How to run Rust code inside a hardware TEE that calls OpenWeatherMap — without the API key ever leaving the enclave.
The Problem
AI agents are useless without access to real APIs, real credentials, and real user data. But every external call introduces a trust question: do we trust the agent's operator not to log our API key? Do we trust the node runner not to peek at the response?
Traditional solutions stack SLAs and compliance paperwork. Terminal 3 (T3N) takes a different approach: hardware-enforced confidentiality. Your code runs inside an Intel TDX Trusted Execution Environment — a hardware black box that even the node operator cannot inspect.
This post walks through building a weather agent that proves the pattern end-to-end.
Architecture Overview
┌──────────────┐ encrypted session ┌──────────────────────┐
│ User CLI │ ─────────────────────────→ │ T3N Node │
│ (tsx + SDK) │ │ ┌────────────────┐ │
└──────────────┘ │ │ TDX Enclave │ │
│ │ ┌──────────┐ │ │
│ │ │ Weather │ │ │
│ │ │ Contract │──┼──┼──→ OpenWeatherMap
│ │ │ (WASM) │ │ │
│ │ └────┬─────┘ │ │
│ │ │ │ │
│ │ kv_store::get() │ │
│ │ │ │ │
│ │ ┌────▼─────┐ │ │
│ │ │ Sealed │ │ │
│ │ │ KV Map │ │ │
│ │ └──────────┘ │ │
│ └────────────────┘ │
└──────────────────────┘
Three layers of protection:
- Transport: All communication is encrypted with ML-KEM (post-quantum) through the T3N SDK's session layer
- Compute: The WASM contract executes inside an Intel TDX enclave — memory encrypted by the CPU, attestable remotely
-
Secrets: API keys are written via the control plane (
map-entry-set), bypassing even the map's own ACL, and can only be read bykv_store::get()from inside the enclave
The WIT Interface
WebAssembly Interface Types (WIT) declares the contract's boundary — what it imports from the host and what it exports to callers:
package z:tenant-weather@0.1.0;
world tenant-weather {
// Host capabilities the contract needs
import host:tenant/tenant-context@1.0.0; // → tenant-did, contract-id
import host:interfaces/logging@2.1.0; // → info, debug, error
import host:interfaces/kv-store@2.1.0; // → get, put, delete, scan
import host:interfaces/http@2.1.0; // → call (GET/POST/etc.)

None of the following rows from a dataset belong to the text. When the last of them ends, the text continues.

//! Built-in operator catalog.
//!
//! [`all`] lists the prototypes a [`TreeParser`](crate::parser::TreeParser)
//! needs for ordinary arithmetic work. Each group is also available on its
//! own so a front-end can assemble a smaller registry.
use std::{f64::consts, sync::Arc};

use crate::{
    error::EvalErrorKind,
    functions::FunctionContainer,
    operators::{Constant, Function, Infix, Iterate, NumberLiteral, Operator, PrefixFunction},
    types::{List, Value, convert::Generic},
};

/// Every operator of the catalog.
pub fn all() -> Vec<Operator> {
    let mut operators = builtins();
    operators.extend(basic_arithmetic());
    operators.extend(advanced_arithmetic());
    operators.extend(constants());
    operators.extend(trigonometry());
    operators.extend(list_manipulation());
    operators.push(
        Function::new("exp", 1, FunctionContainer::builder().overload1(f64::exp).shared()).into(),
    );
    operators.push(Iterate::new("sum", Value::Number(0.0), add_functions()).into());
    operators
}

/// Operators the editor itself relies on.
pub fn builtins() -> Vec<Operator> {
    vec![
        Operator::empty(),
        Operator::expression(),
        Operator::Number(NumberLiteral::default()),
        Operator::list(),
        Operator::variable(""),
        Operator::identifier_literal(""),
    ]
}

/// Number addition and list concatenation.
pub fn add_functions() -> Arc<FunctionContainer> {
    FunctionContainer::builder()
        .overload2(|a: f64, b: f64| a + b)
        .overload2(|a: Vec<Generic<0>>, b: Vec<Generic<0>>| {
            a.into_iter().chain(b).collect::<Vec<_>>()
        })
        .shared()
}

pub fn subtract_functions() -> Arc<FunctionContainer> {
    FunctionContainer::builder()
        .overload2(|a: f64, b: f64| a - b)
        .shared()
}

pub fn multiply_functions() -> Arc<FunctionContainer> {
    FunctionContainer::builder()
        .overload2(|a: f64, b: f64| a * b)
        .shared()
}

pub fn basic_arithmetic() -> Vec<Operator> {
    vec![
        Infix::new("+", 10, add_functions()).into(),
        Infix::new("-", 11, subtract_functions()).into(),
        Infix::new("*", 40, multiply_functions()).into(),
        PrefixFunction::new(
            "/",
            1,
            FunctionContainer::builder()
                .overload2(|dividend: f64, divisor: f64| dividend / divisor)
                .shared(),
        )
        .into(),
        Function::new(
            "(",
            1,
            FunctionContainer::builder()
                .overload1(|inner: Generic<0>| inner)
                .shared(),
        )
        .into(),
    ]
}

pub fn advanced_arithmetic() -> Vec<Operator> {
    vec![
        PrefixFunction::new(
            "^",
            1,
            FunctionContainer::builder()
                .overload2(f64::powf)
                .shared(),
        )
        .into(),
    ]
}

pub fn constants() -> Vec<Operator> {
    vec![
        Constant::new("pi", "π", Value::Number(consts::PI)).into(),
        Constant::new("e", "e", Value::Number(consts::E)).into(),
    ]
}

pub fn trigonometry() -> Vec<Operator> {
    let functions: [(&str, fn(f64) -> f64); 3] =
        [("sin", f64::sin), ("cos", f64::cos), ("tan", f64::tan)];
    functions
        .into_iter()
        .map(|(name, f)| {
            Operator::from(Function::new(
                name,
                1,
                FunctionContainer::builder().overload1(f).shared(),
            ))
        })
        .collect()
}

pub fn list_manipulation() -> Vec<Operator> {
    vec![
        PrefixFunction::new(
            "at",
            1,
            FunctionContainer::builder()
                .try_overload2(|list: Vec<Generic<0>>, index: f64| {
                    let index = Value::Number(index).as_int()?;
                    usize::try_from(index)
                        .ok()
                        .and_then(|index| list.get(index).cloned())
                        .ok_or_else(|| {
                            EvalErrorKind::ValueError(format!(
                                "index {} out of bounds for a list of length {}",
                                index,
                                list.len()
                            ))
                        })
                })
                .shared(),
        )
        .into(),
        Function::new(
            "repeat",
            2,
            FunctionContainer::builder()
                .try_overload2(|element: Generic<0>, times: f64| {
                    let times = Value::Number(times).as_int()?;
                    let times = usize::try_from(times).map_err(|_| {
                        EvalErrorKind::ValueError(format!("cannot repeat {} times", times))
                    })?;
                    Ok(vec![element; times])
                })
                .shared(),
        )
        .into(),
        Function::new(
            "len",
            1,
            FunctionContainer::builder()
                .overload1(|list: List| list.len() as f64)
                .shared(),
        )
        .into(),
    ]
}

#[cfg(test)]
mod tests {
    use super::*;
    use crate::operators::ContextEvaluable;

    #[test]
    fn identifiers_are_unique() {
        let operators = all();
        let mut names: Vec<&str> = operators.iter().map(|op| op.identifier()).collect();
        let count = names.len();
        names.sort_unstable();
        names.dedup();
        assert_eq!(names.len(), count);
    }

    #[test]
    fn add_concatenates_lists() {
        let one = List::from_values(vec![Value::Number(1.0)]).unwrap();
        let two = List::from_values(vec![Value::Number(2.0)]).unwrap();
        let joined = add_functions()
            .evaluate(vec![Value::List(one), Value::List(two)])
            .unwrap();
        assert_eq!(joined.to_string(), "[1, 2]");
    }
}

// What callers can invoke
export contracts;
}
interface contracts {
record generic-input {
input: option<list<u8>>,
user-profile: option<list<u8>>,
context: option<list<u8>>,
}
get-weather: func(req: generic-input) -> result<list<u8>, string>;
}
Every capability the contract has is declared explicitly here. No implicit access to filesystem, network, or secrets. The host enforces this at the Wasm boundary.
Contract Implementation
Reading Secrets Inside the TEE
The contract resolves the tenant DID at runtime, constructs the map name, and reads the API key:
fn get_api_key() -> Result<String, String> {
let tid = tenant_context::tenant_did();
let map_name = format!("z:{}:secrets", hex::encode(&tid));
let bytes = kv_store::get(&map_name, b"weather_api_key")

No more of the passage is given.